The New Testament does not provide us with a clear picture of what an early Christian worship service looked like. We cannot go to one chapter or one book to find a full description of worship. Instead, we pick up hints and pieces along the way. While observing a Passover meal, Jesus institutes a new practice known as the Lord’s Supper (Luke 22:14-23). We know that the Lord’s Supper was a meal that included bread and wine to remember the sacrifice of Jesus (1 Cor. 11:17-34). Worship included the singing of “psalms, hymns, and spiritual songs” (Col. 3:16). The singing done in the early church was more like chanting. There was no four-part harmony, but instead they would chant the psalms and perhaps other parts of Scripture like Philippians 2:6-11. Of course, there was teaching and preaching, and then there was the “public reading of Scripture” (1 Tim. 4:13). This was something different from teaching and preaching. It was to be done on its own.

When we gather to worship there should be a public reading of Scripture. It is important that we hear not only from the preacher, but that we also hear from the word of God. God’s voice needs to be present in worship assemblies. In the early church the Gospels, Paul’s letters, and other NT documents were read aloud in the assembly. Moses commanded that the law be read aloud every seven years (Deut. 31:9-12). A priest or worship leader may read the entire passage themselves, but sometimes the congregation was asked to join in the reading of God’s word. For instance, some passages of Scripture were designed for congregational participation. One of the most famous of these passages is Psalm 136 where the refrain “for his steadfast love endures forever” is repeated 26 times.
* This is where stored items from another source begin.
//! Lattice edge (boundary) behavior.

/// How coordinates that step off the lattice are resolved.
///
/// Used by neighbourhood lookups (which cells count as neighbours of a
/// boundary cell) and by movement (where an agent ends up when it walks
/// into a wall).
///
/// # Examples
///
/// ```
/// use kindle_space::EdgeBehavior;
///
/// assert_eq!(EdgeBehavior::Absorb.resolve(-1, 5), None);
/// assert_eq!(EdgeBehavior::Clamp.resolve(7, 5), Some(4));
/// assert_eq!(EdgeBehavior::Wrap.resolve(-1, 5), Some(4));
/// ```
#[derive(Clone, Copy, Debug, Default, PartialEq, Eq, Hash)]
pub enum EdgeBehavior {
    /// Out-of-bounds coordinate maps to the boundary cell.
    Clamp,
    /// Out-of-bounds coordinate wraps to the opposite side (periodic).
    Wrap,
    /// Out-of-bounds coordinate is dropped (fewer neighbours at edges).
    #[default]
    Absorb,
}

impl EdgeBehavior {
    /// Resolve `val` on an axis of length `len`.
    ///
    /// Returns `Some(index)` or `None` for an absorbed out-of-bounds value.
    /// An axis of length zero resolves nothing.
    pub fn resolve(self, val: i64, len: usize) -> Option<usize> {
        let n = len as i64;
        if n == 0 {
            return None;
        }
        if (0..n).contains(&val) {
            return Some(val as usize);
        }
        match self {
            Self::Absorb => None,
            Self::Clamp => Some(val.clamp(0, n - 1) as usize),
            Self::Wrap => Some(val.rem_euclid(n) as usize),
        }
    }
}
A responsive reading where the congregation participates in the reading of Scripture is beneficial in many ways. It is more in engaging than if one person stands to read. When a single person reads a lengthy passage it is easy to zone out, but when we are asked to participate we are more focused on what is being read. We pay attention to the words because we have a part in the reading. We read Scripture in worship because we want to be formed by God’s word. We all learn in different ways. We learn by hearing, seeing, and speaking. When we read Scripture together, we are not only hearing it but we are also speaking it. This means it has a better chance of sinking in and shaping us into the people God would have us to be.

In worship, we are accustomed to hearing the word of God read aloud. We often sing songs that are taken directly from Scripture. We hear together. We sing together, and we should on occasion read together. Reading God’s holy word aloud together as a community of believers is something the people of God did in the Old Testament. It is a practice that was continued in the early church, and it is something we should seek to do today.